Work task:
Give again, word for word, each line from the top of the listing through the line that holds "Field update performed".

Dataset entries:
####

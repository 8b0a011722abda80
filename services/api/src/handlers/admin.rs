//! Session-gated CRUD over the registered resources

use auth::{Identity, Permission};
use axum::{Extension, extract::State};
use common::store::{Document, Filter};
use serde::{Deserialize, Serialize};
use serde_json::{Value, json};
use tracing::info;

use super::{list_documents, resource_or_404};
use crate::{
    documents::{
        UPDATED_AT, create_document, not_found, now_timestamp, publishes, redact, update_document,
    },
    envelope::ApiResponse,
    error::{ApiError, ApiResult},
    extract::{ApiJson, ApiPath, ApiQuery},
    middleware::authorize,
    query::QueryParams,
    state::AppState,
};

/// Action applied by a bulk request
#[derive(Debug, Clone, Copy, PartialEq, Eq, Serialize, Deserialize)]
#[serde(rename_all = "lowercase")]
pub enum BulkAction {
    Feature,
    Unfeature,
    Activate,
    Deactivate,
    Delete,
}

impl BulkAction {
    /// Field update performed by the action; `None` for deletion
    fn patch(self) -> Option<(&'static str, bool)> {
        match self {
            BulkAction::Feature => Some(("featured", true)),
            BulkAction::Unfeature => Some(("featured", false)),
            BulkAction::Activate => Some(("isActive", true)),
            BulkAction::Deactivate => Some(("isActive", false)),
            BulkAction::Delete => None,
        }
    }
}

#[derive(Debug, Deserialize)]
pub struct BulkRequest {
    #[serde(default)]
    pub ids: Vec<String>,
    pub action: BulkAction,
}

/// Result of a bulk request. `affected` may be lower than `requested`
/// when some ids no longer exist.
#[derive(Debug, Serialize)]
pub struct BulkOutcome {
    pub action: BulkAction,
    pub requested: usize,
    pub affected: u64,
}

/// Account fields whose change invalidates the user's existing sessions
const SESSION_FIELDS: [&str; 2] = ["role", "isActive"];

/// `GET /api/admin/:resource`
pub async fn list(
    State(state): State<AppState>,
    Extension(identity): Extension<Identity>,
    ApiPath(name): ApiPath<String>,
    ApiQuery(params): ApiQuery<QueryParams>,
) -> ApiResult<ApiResponse<Vec<Document>>> {
    let resource = resource_or_404(&name)?;
    authorize(&identity, resource.permissions.view)?;

    list_documents(&state, resource, &params, Filter::new()).await
}

/// `GET /api/admin/:resource/:id`
pub async fn read(
    State(state): State<AppState>,
    Extension(identity): Extension<Identity>,
    ApiPath((name, id)): ApiPath<(String, String)>,
) -> ApiResult<ApiResponse<Document>> {
    let resource = resource_or_404(&name)?;
    authorize(&identity, resource.permissions.view)?;

    let document = state
        .store
        .find_by_id(resource.collection, &id)
        .await?
        .ok_or_else(|| not_found(resource))?;

    Ok(ApiResponse::ok(redact(resource, document)))
}

/// `POST /api/admin/:resource`
pub async fn create(
    State(state): State<AppState>,
    Extension(identity): Extension<Identity>,
    ApiPath(name): ApiPath<String>,
    ApiJson(body): ApiJson<Document>,
) -> ApiResult<ApiResponse<Document>> {
    let resource = resource_or_404(&name)?;
    authorize(&identity, resource.permissions.create)?;
    if publishes(resource, &body) {
        authorize(&identity, Permission::ContentPublish)?;
    }

    let document = create_document(state.store.as_ref(), resource, body).await?;
    Ok(ApiResponse::created(document))
}

/// `PUT /api/admin/:resource/:id`
pub async fn update(
    State(state): State<AppState>,
    Extension(identity): Extension<Identity>,
    ApiPath((name, id)): ApiPath<(String, String)>,
    ApiJson(patch): ApiJson<Document>,
) -> ApiResult<ApiResponse<Document>> {
    let resource = resource_or_404(&name)?;
    authorize(&identity, resource.permissions.edit)?;
    if publishes(resource, &patch) {
        authorize(&identity, Permission::ContentPublish)?;
    }

    let revokes = resource.has_credentials && SESSION_FIELDS.iter().any(|f| patch.contains_key(*f));

    let document = update_document(state.store.as_ref(), resource, &id, patch).await?;
    if revokes {
        state.sessions.revoke_user(&id).await?;
    }
    Ok(ApiResponse::ok(document))
}

/// `DELETE /api/admin/:resource/:id`
pub async fn remove(
    State(state): State<AppState>,
    Extension(identity): Extension<Identity>,
    ApiPath((name, id)): ApiPath<(String, String)>,
) -> ApiResult<ApiResponse<Value>> {
    let resource = resource_or_404(&name)?;
    authorize(&identity, resource.permissions.delete)?;

    if resource.has_credentials && id == identity.user_id {
        return Err(ApiError::Validation(
            "You cannot delete your own account".to_string(),
        ));
    }

    if !state.store.delete(resource.collection, &id).await? {
        return Err(not_found(resource));
    }
    if resource.has_credentials {
        state.sessions.revoke_user(&id).await?;
    }

    info!("{} deleted {} {}", identity.user_id, resource.name, id);
    Ok(ApiResponse::ok(json!({ "id": id })))
}

/// `POST /api/admin/:resource/bulk`
pub async fn bulk(
    State(state): State<AppState>,
    Extension(identity): Extension<Identity>,
    ApiPath(name): ApiPath<String>,
    ApiJson(request): ApiJson<BulkRequest>,
) -> ApiResult<ApiResponse<BulkOutcome>> {
    let resource = resource_or_404(&name)?;
    if !resource.bulk {
        return Err(ApiError::NotFound(format!(
            "Bulk operations are not available for {}",
            resource.name
        )));
    }

    let permission = match request.action {
        BulkAction::Delete => resource.permissions.delete,
        _ => resource.permissions.edit,
    };
    authorize(&identity, permission)?;

    let mut ids: Vec<String> = request
        .ids
        .into_iter()
        .map(|id| id.trim().to_string())
        .filter(|id| !id.is_empty())
        .collect();
    ids.sort();
    ids.dedup();

    if ids.is_empty() {
        return Err(ApiError::Validation(
            "ids must contain at least one id".to_string(),
        ));
    }

    let affected = match request.action.patch() {
        None => state.store.delete_many(resource.collection, &ids).await?,
        Some((field, value)) => {
            let mut patch = Document::new();
            patch.insert(field.to_string(), Value::Bool(value));
            patch.insert(UPDATED_AT.to_string(), Value::String(now_timestamp()));
            state
                .store
                .update_many(resource.collection, &ids, &patch)
                .await?
        }
    };

    info!(
        "Bulk {:?} on {}: {} of {} affected",
        request.action,
        resource.name,
        affected,
        ids.len()
    );

    Ok(ApiResponse::ok(BulkOutcome {
        action: request.action,
        requested: ids.len(),
        affected,
    }))
}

####

Answer to the problem:
repository 8b0a011722abda80
filename services/api/src/handlers/admin.rs
//! Session-gated CRUD over the registered resources

use auth::{Identity, Permission};
use axum::{Extension, extract::State};
use common::store::{Document, Filter};
use serde::{Deserialize, Serialize};
use serde_json::{Value, json};
use tracing::info;

use super::{list_documents, resource_or_404};
use crate::{
    documents::{
        UPDATED_AT, create_document, not_found, now_timestamp, publishes, redact, update_document,
    },
    envelope::ApiResponse,
    error::{ApiError, ApiResult},
    extract::{ApiJson, ApiPath, ApiQuery},
    middleware::authorize,
    query::QueryParams,
    state::AppState,
};

/// Action applied by a bulk request
#[derive(Debug, Clone, Copy, PartialEq, Eq, Serialize, Deserialize)]
#[serde(rename_all = "lowercase")]
pub enum BulkAction {
    Feature,
    Unfeature,
    Activate,
    Deactivate,
    Delete,
}

impl BulkAction {
    /// Field update performed by the action; `None` for deletion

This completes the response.